Aim of the exercise -
Transcribe exactly each line of the entries, from the opening line to the line with "text: trimmed, upper-cased.", with both of those lines included.

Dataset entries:
use chrono::{DateTime, Utc};
use serde::{Deserialize, Serialize};
use std::str::FromStr;
use validator::Validate;

#[derive(Debug, Clone, Copy, PartialEq, Eq, Default, Serialize, Deserialize)]
#[serde(rename_all = "snake_case")]
pub enum Difficulty {
    Easy,
    #[default]
    Medium,
    Hard,
}

impl Difficulty {
    pub fn as_str(&self) -> &'static str {
        match self {
            Difficulty::Easy => "easy",
            Difficulty::Medium => "medium",
            Difficulty::Hard => "hard",
        }
    }
}

impl FromStr for Difficulty {
    type Err = String;

    fn from_str(s: &str) -> Result<Self, Self::Err> {
        match s.trim().to_ascii_lowercase().as_str() {
            "easy" => Ok(Difficulty::Easy),
            "medium" => Ok(Difficulty::Medium),
            "hard" => Ok(Difficulty::Hard),
            other => Err(format!("Unknown difficulty: {}", other)),
        }
    }
}

/// A word in the bank. `text` is stored trimmed and upper-cased.
#[derive(Debug, Clone, PartialEq, Serialize, Deserialize)]
pub struct Word {
    pub id: String,
    pub text: String,
    pub clues: Vec<String>,
    pub difficulty: Difficulty,
    pub usage_count: u64,
    pub is_active: bool,
    pub created_at: DateTime<Utc>,
    pub updated_at: DateTime<Utc>,
}

impl Word {
    pub fn new(text: String, clues: Vec<String>, difficulty: Difficulty, is_active: bool) -> Self {
        let now = Utc::now();
        Word {
            id: uuid::Uuid::new_v4().to_string(),
            text,
            clues,
            difficulty,
            usage_count: 0,
            is_active,
            created_at: now,
            updated_at: now,
        }
    }
}

/// Upper bound on word text length, in characters.
pub const MAX_TEXT_CHARS: usize = 64;

/// Canonical form of word text: trimmed, upper-cased.
pub fn normalize_text(raw: &str) -> String {
    raw.trim().to_uppercase()
}

/// Trims clues and drops the blank ones.
pub fn clean_clues(raw: Vec<String>) -> Vec<String> {
    raw.into_iter()
        .map(|clue| clue.trim().to_string())
        .filter(|clue| !clue.is_empty())
        .collect()
}

#[derive(Debug, Clone, Deserialize, Validate)]
pub struct CreateWordRequest {
    #[validate(length(min = 1, max = 64, message = "Text must be between 1 and 64 characters"))]
    pub text: String,

    #[validate(length(min = 1, message = "At least one clue is required"))]
    pub clues: Vec<String>,

    pub difficulty: Option<Difficulty>,

    pub is_active: Option<bool>,
}

#[derive(Debug, Clone, Default, Deserialize, Validate)]
pub struct UpdateWordRequest {
    #[validate(length(min = 1, max = 64, message = "Text must be between 1 and 64 characters"))]
    pub text: Option<String>,

    #[validate(length(min = 1, message = "At least one clue is required"))]
    pub clues: Option<Vec<String>>,

    pub difficulty: Option<Difficulty>,

    pub is_active: Option<bool>,
}

#[derive(Debug, Clone, Default, Deserialize)]
pub struct ListWordsQuery {
    #[serde(default)]
    pub active_only: bool,
}

/// `?exclude=id1,id2` for the random pick endpoint.
#[derive(Debug, Clone, Default, Deserialize)]
pub struct RandomWordQuery {
    pub exclude: Option<String>,
}

impl RandomWordQuery {
    pub fn exclude_ids(&self) -> Vec<String> {
        self.exclude
            .as_deref()
            .unwrap_or_default()
            .split(',')
            .map(str::trim)
            .filter(|id| !id.is_empty())
            .map(str::to_string)
            .collect()
    }
}

#[derive(Debug, Serialize, Deserialize)]
pub struct ScrambledWord {
    pub word: Word,
    pub scrambled: String,
}

#[derive(Debug, Deserialize, Validate)]
pub struct BulkDeleteRequest {
    #[validate(length(min = 1, message = "At least one id is required"))]
    pub ids: Vec<String>,
}

#[derive(Debug, Serialize, Deserialize)]
pub struct BulkDeleteResponse {
    pub deleted: u64,
}

/// One already-parsed row of a bulk import.
#[derive(Debug, Clone, Deserialize)]
pub struct ImportWordRow {
    #[serde(default)]
    pub text: String,
    #[serde(default)]
    pub clues: Vec<String>,
    pub difficulty: Option<String>,
}

#[derive(Debug, Deserialize)]
pub struct ImportWordsRequest {
    pub rows: Vec<ImportWordRow>,
}

#[derive(Debug, Clone, PartialEq, Serialize, Deserialize)]
pub struct ImportRowError {
    /// 1-based row number within the request.
    pub row: usize,
    pub message: String,
}

#[derive(Debug, Default, Serialize, Deserialize)]
pub struct ImportReport {
    pub imported: usize,
    pub errors: Vec<ImportRowError>,
}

Answer section -
use chrono::{DateTime, Utc};
use serde::{Deserialize, Serialize};
use std::str::FromStr;
use validator::Validate;

#[derive(Debug, Clone, Copy, PartialEq, Eq, Default, Serialize, Deserialize)]
#[serde(rename_all = "snake_case")]
pub enum Difficulty {
    Easy,
    #[default]
    Medium,
    Hard,
}

impl Difficulty {
    pub fn as_str(&self) -> &'static str {
        match self {
            Difficulty::Easy => "easy",
            Difficulty::Medium => "medium",
            Difficulty::Hard => "hard",
        }
    }
}

impl FromStr for Difficulty {
    type Err = String;

    fn from_str(s: &str) -> Result<Self, Self::Err> {
        match s.trim().to_ascii_lowercase().as_str() {
            "easy" => Ok(Difficulty::Easy),
            "medium" => Ok(Difficulty::Medium),
            "hard" => Ok(Difficulty::Hard),
            other => Err(format!("Unknown difficulty: {}", other)),
        }
    }
}

/// A word in the bank. `text` is stored trimmed and upper-cased.
#[derive(Debug, Clone, PartialEq, Serialize, Deserialize)]
pub struct Word {
    pub id: String,
    pub text: String,
    pub clues: Vec<String>,
    pub difficulty: Difficulty,
    pub usage_count: u64,
    pub is_active: bool,
    pub created_at: DateTime<Utc>,
    pub updated_at: DateTime<Utc>,
}

impl Word {
    pub fn new(text: String, clues: Vec<String>, difficulty: Difficulty, is_active: bool) -> Self {
        let now = Utc::now();
        Word {
            id: uuid::Uuid::new_v4().to_string(),
            text,
            clues,
            difficulty,
            usage_count: 0,
            is_active,
            created_at: now,
            updated_at: now,
        }
    }
}

/// Upper bound on word text length, in characters.
pub const MAX_TEXT_CHARS: usize = 64;

/// Canonical form of word text: trimmed, upper-cased.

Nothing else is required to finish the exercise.